To test whether CTHRC1 inhibits osteoclastogenesis via modulation of RANKL signal transduction, we examined whether its downstream signaling activation is affected by CTHRC1. We observed that hCTHRC1 inhibits RANKL-induced phosphorylation and thus degradation of IκBα, resulting in reduced phosphorylation of NFκB (p65) at serine 536 (p-p65), which serves as a readout for NFκB signaling activation (Fig. 6F with quantification shown in Fig. 6H–I). Reduction in p-IκBα levels in the presence of hCTHRC1 (Fig. 6F, H) raises the possibility that CTHRC1 may be inhibiting IKKβ activity, thereby preventing phosphorylation of IκBα. We assessed potential effects of CTHRC1 on transcriptional activity of NFκB in RAW264.7 cells transfected with a NFκB luciferase reporter and stimulated with RANKL in the presence of hCTHRC1. As shown in Fig. 6J, hCTHRC1-CM completely blocked NFκB reporter activation in response to stimulation by RANKL. These data indicate that CTHRC1 inhibits RANKL-induced NFκB signaling activation by blocking phosphorylation and degradation of IκBα. Finding lower levels of IκBα in femurs of Cthrc1 null mice (Fig. 6K) is consistent with increased NFκB signaling in the mutants. Expression of a constitutively active form of IKKβ (ca-IKKβ) completely reversed the inhibition of osteoclast differentiation by hCTHRC1, confirming that CTHRC1 inihibits NFκB signaling by inhibiting IKKβ activity (Fig. 6L, M).

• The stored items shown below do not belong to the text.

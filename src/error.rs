//! Error types for configuration, validation, and storage.

use chrono::{DateTime, Utc};
use thiserror::Error;

/// Errors surfaced by the builder and the allocation protocol.
///
/// Validation errors are raised eagerly at the offending setter and leave
/// builder state untouched. [`ShortenerError::Storage`] carries storage
/// faults that are not duplicate-key conflicts; conflicts are retried
/// inside the allocation loop and never reach the caller.
#[derive(Debug, Error)]
pub enum ShortenerError {
    /// Destination URL does not start with `http://` or `https://`.
    #[error("destination URL '{url}' must start with http:// or https://")]
    InvalidDestination { url: String },

    /// Activation or deactivation time is in the past, or the window is
    /// inverted.
    #[error("invalid activation window: {reason}")]
    InvalidTemporalValue { reason: String },

    /// Redirect status code outside the redirection class.
    #[error("redirect status code {code} is outside 300..=399")]
    InvalidRedirectCode { code: u16 },

    /// Explicit key escaped to an empty string.
    #[error("explicit key must not be empty")]
    InvalidKey,

    /// `create` was called before a destination URL was set.
    #[error("no destination URL has been set")]
    MissingDestination,

    /// Process-wide configuration failed validation at builder construction.
    #[error("invalid process configuration")]
    InvalidEnvironment(#[source] anyhow::Error),

    /// A storage fault other than a duplicate-key conflict.
    #[error("storage failure during key allocation")]
    Storage(#[source] StoreError),
}

impl ShortenerError {
    pub(crate) fn past_time(field: &str, value: DateTime<Utc>) -> Self {
        Self::InvalidTemporalValue {
            reason: format!("{field} time {value} is in the past"),
        }
    }

    pub(crate) fn inverted_window(start: DateTime<Utc>, end: DateTime<Utc>) -> Self {
        Self::InvalidTemporalValue {
            reason: format!("deactivation time {end} precedes activation time {start}"),
        }
    }
}

/// Errors reported by [`crate::domain::repositories::ShortUrlRepository`]
/// implementations.
#[derive(Debug, Error)]
pub enum StoreError {
    /// The uniqueness constraint on the key column rejected the insert.
    ///
    /// Expected under concurrent allocation; absorbed by the allocation
    /// loop and never surfaced to callers.
    #[error("key '{key}' already exists")]
    DuplicateKey { key: String },

    /// Any other backend failure. Never retried.
    #[error("storage backend failure")]
    Backend(#[source] anyhow::Error),
}

impl StoreError {
    /// Returns true for the narrow conflict signal the allocation loop
    /// retries on.
    pub fn is_duplicate_key(&self) -> bool {
        matches!(self, Self::DuplicateKey { .. })
    }
}

#[cfg(test)]
mod tests {
    use super::*;

    #[test]
    fn test_duplicate_key_predicate() {
        let dup = StoreError::DuplicateKey {
            key: "abc123".to_string(),
        };
        assert!(dup.is_duplicate_key());

        let backend = StoreError::Backend(anyhow::anyhow!("connection refused"));
        assert!(!backend.is_duplicate_key());
    }

    #[test]
    fn test_temporal_error_messages() {
        let err = ShortenerError::past_time("activation", Utc::now());
        assert!(err.to_string().contains("activation window"));

        let now = Utc::now();
        let err = ShortenerError::inverted_window(now, now);
        assert!(matches!(err, ShortenerError::InvalidTemporalValue { .. }));
    }
}
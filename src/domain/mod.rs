//! Domain layer containing business entities and storage contracts.
//!
//! This module defines the data model of short URL records and the
//! repository traits the allocation protocol consumes, independent of any
//! concrete storage engine.
//!
//! # Architecture
//!
//! - [`entities`] - Core business data structures
//! - [`repositories`] - Data access trait definitions
//!
//! # Design Principles
//!
//! - Domain layer has no dependencies on infrastructure concerns
//! - Repository traits define contracts implemented by the infrastructure
//!   layer (see [`crate::infrastructure::persistence`])
//! - Business logic lives in [`crate::application::services`]

pub mod entities;
pub mod repositories;
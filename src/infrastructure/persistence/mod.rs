//! Repository implementations.
//!
//! # Repositories
//!
//! - [`PgShortUrlRepository`] - PostgreSQL storage with an atomic
//!   uniqueness constraint on the key column
//! - [`MemoryShortUrlRepository`] - in-memory storage for tests and
//!   embedded use

pub mod memory_short_url_repository;
pub mod pg_short_url_repository;

pub use memory_short_url_repository::MemoryShortUrlRepository;
pub use pg_short_url_repository::PgShortUrlRepository;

CTHRC1 did not affect early ERK1/2 activation in response to stimulation by RANKL (Fig. 7A). However, levels of activated ERK1/2 (p-ERK1/2) were significantly lower at later stages of differentiation in the presence of hCTHRC1 as seen in Fig. 7A at 360 min and Fig. 7B with quantification shown in Fig. 7C and Fig. 7D, respectively. Consistent with inhibition of ERK1/2 activation by hCTHRC1 is the finding of reduced AP-1 luciferase reporter activity in RAW264.7 cells stimulated with RANKL in the presence of hCTHRC1 (Fig. 7E). Western blotting also revealed elevated p-ERK1/2 levels in femur lysates from Cthrc1 null mice compared to wildtypes (Fig. 7F).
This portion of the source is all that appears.